Figure 4.

POMCa deficiency increased protein synthesis and fatty acid β-oxidation in muscle tissue. (A and B) H&E staining of the muscle tissue (A) and higher magnification of the indicated regions (B). (C) The diagram shows the total area of muscle tissue in the body cross-section (n = 5/group). (D) The total fiber numbers of the indicated regions of WT and pomca M1 fish (n = 5–6/group). (E) Western blot analysis of p-s6 and p-AKT proteins from muscle tissue of pomca M1 fish and WT fish.
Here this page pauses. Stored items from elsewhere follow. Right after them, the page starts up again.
use bounty_store::StoreError;
use bounty_types::{Amount, AmountError, RateError};
use thiserror::Error;

#[derive(Debug, Error)]
pub enum LedgerError {
    #[error("insufficient balance: need {needed}, available {available}")]
    InsufficientBalance { needed: Amount, available: Amount },

    #[error("invalid amount: {0}")]
    InvalidAmount(String),

    #[error("invalid percentage: {0}")]
    InvalidPercentage(String),

    #[error("account not found: {0}")]
    AccountNotFound(String),

    #[error("idempotency key already used: {0}")]
    Duplicate(String),

    #[error("storage error: {0}")]
    Storage(#[from] StoreError),
}

impl LedgerError {
    /// Stable machine-readable error code.
    pub fn code(&self) -> &'static str {
        match self {
            LedgerError::InsufficientBalance { .. } => "insufficient_balance",
            LedgerError::InvalidAmount(_) => "invalid_amount",
            LedgerError::InvalidPercentage(_) => "invalid_percentage",
            LedgerError::AccountNotFound(_) => "account_not_found",
            LedgerError::Duplicate(_) => "duplicate",
            LedgerError::Storage(_) => "storage_error",
        }
    }
}

impl From<AmountError> for LedgerError {
    fn from(e: AmountError) -> Self {
        LedgerError::InvalidAmount(e.to_string())
    }
}

impl From<RateError> for LedgerError {
    fn from(e: RateError) -> Self {
        LedgerError::InvalidPercentage(e.to_string())
    }
}
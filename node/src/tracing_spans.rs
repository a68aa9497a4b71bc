//! Pre-built [`tracing::Span`] constructors for engine operations.
//!
//! Consistent span names and field sets make it easy to correlate the
//! journal, stake and settlement events a single command produced.

use tracing::{info_span, Span};

/// Span covering one engine command from transaction start to commit.
pub fn command_span(command: &'static str) -> Span {
    info_span!("command", command)
}

/// Span covering one settlement attempt.
pub fn settlement_span(settlement_id: &str) -> Span {
    info_span!("settlement", id = %settlement_id)
}

/// Span covering one outbox drain pass.
pub fn drain_span(batch: usize) -> Span {
    info_span!("outbox_drain", batch)
}

/// Span covering one expiry sweep.
pub fn sweep_span() -> Span {
    info_span!("expiry_sweep")
}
GAPDH protein was used as an internal control. (F) Western blots were quantified by gray value analysis using ImageJ software (n = 3/group). (G) The body weight before and after treatment with two independent mTORC1 inhibitors, rapamycin, and AZD8055 (n = 7–10/group). (H) Muscle tissue capacity of mutants and their control siblings to oxidize [1-¹⁴C] palmitic acid (n = 6/group). (I) The conversion of the intraperitoneally injected L-[¹⁴C(U)] amino acid mixture and D-[1-¹⁴C] glucose into carbon dioxide in 2 h (n = 6/group). (J) Retained radioactivity in muscle after the intraperitoneally injected L-[¹⁴C(U)] amino acid mixture and D-[1-¹⁴C] glucose (n = 5–6/group). `NS’ indicates that there were no significant differences between two groups.